Recorded data:
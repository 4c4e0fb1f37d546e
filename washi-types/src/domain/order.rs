//! Order domain model.

use chrono::{DateTime, Utc};
use serde::{Deserialize, Serialize};

use crate::entity::{Entity, ID, Record};
use crate::error::DomainError;
use crate::schema::{EntityType, Property};

/// A laundry order placed by a user.
#[derive(Debug, Clone, PartialEq, Serialize, Deserialize)]
pub struct Order {
    pub id: Option<i64>,
    /// Owning user
    pub user_id: i64,
    pub order_status_id: i64,
    pub delivery_address: String,
    pub order_amount: f64,
    pub delivery_date: DateTime<Utc>,
}

impl Order {
    pub fn new(
        user_id: i64,
        order_status_id: i64,
        delivery_address: impl Into<String>,
        order_amount: f64,
        delivery_date: DateTime<Utc>,
    ) -> Self {
        Self {
            id: None,
            user_id,
            order_status_id,
            delivery_address: delivery_address.into(),
            order_amount,
            delivery_date,
        }
    }
}

impl Entity for Order {
    const NAME: &'static str = "Order";
    const LABEL: &'static str = "order";

    fn entity_type() -> EntityType {
        EntityType::new(Self::NAME, "Orders")
            .property(Property::integer("UserId").required())
            .property(Property::integer("OrderStatusId").required())
            .property(Property::text("DeliveryAddress", 200).required())
            .property(Property::real("OrderAmount").required())
            .property(Property::timestamp("DeliveryDate").required())
            .foreign_key("UserId", "User")
            .foreign_key("OrderStatusId", "OrderStatus")
    }

    fn id(&self) -> Option<i64> {
        self.id
    }

    fn set_id(&mut self, id: Option<i64>) {
        self.id = id;
    }

    fn to_record(&self) -> Record {
        Record::new(Self::NAME)
            .with(ID, self.id)
            .with("UserId", self.user_id)
            .with("OrderStatusId", self.order_status_id)
            .with("DeliveryAddress", self.delivery_address.as_str())
            .with("OrderAmount", self.order_amount)
            .with("DeliveryDate", self.delivery_date)
    }

    fn from_record(record: &Record) -> Result<Self, DomainError> {
        Ok(Self {
            id: record.id(),
            user_id: record.integer("UserId")?,
            order_status_id: record.integer("OrderStatusId")?,
            delivery_address: record.text("DeliveryAddress")?,
            order_amount: record.real("OrderAmount")?,
            delivery_date: record.timestamp("DeliveryDate")?,
        })
    }

    /// Only the delivery details and amount are updatable; the owner and
    /// status stay as persisted.
    fn apply_patch(&mut self, patch: &Self) {
        self.delivery_address = patch.delivery_address.clone();
        self.order_amount = patch.order_amount;
        self.delivery_date = patch.delivery_date;
    }
}

#[cfg(test)]
mod tests {
    use super::*;
    use chrono::TimeZone;

    fn order() -> Order {
        Order::new(
            100,
            1,
            "Av. Larco 123",
            25.5,
            Utc.with_ymd_and_hms(2024, 5, 1, 10, 0, 0).unwrap(),
        )
    }

    #[test]
    fn test_patch_copies_only_whitelisted_fields() {
        let mut existing = order();
        existing.id = Some(7);

        let patch = Order {
            id: Some(99),
            user_id: 555,
            order_status_id: 3,
            delivery_address: "Jr. Union 456".into(),
            order_amount: 40.0,
            delivery_date: Utc.with_ymd_and_hms(2024, 6, 2, 9, 0, 0).unwrap(),
        };
        existing.apply_patch(&patch);

        assert_eq!(existing.id, Some(7));
        assert_eq!(existing.user_id, 100);
        assert_eq!(existing.order_status_id, 1);
        assert_eq!(existing.delivery_address, "Jr. Union 456");
        assert_eq!(existing.order_amount, 40.0);
        assert_eq!(existing.delivery_date, patch.delivery_date);
    }

    #[test]
    fn test_record_projection() {
        let order = order();
        let back = Order::from_record(&order.to_record()).unwrap();
        assert_eq!(back, order);
    }

    #[test]
    fn test_address_too_long() {
        let mut order = order();
        order.delivery_address = "x".repeat(201);
        assert!(matches!(
            order.validate(),
            Err(DomainError::MaxLength {
                property: "DeliveryAddress",
                ..
            })
        ));
    }
}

Your task
Look through the entries above and work out how many lines contain the string "back". Give that number alone.

Completed task
2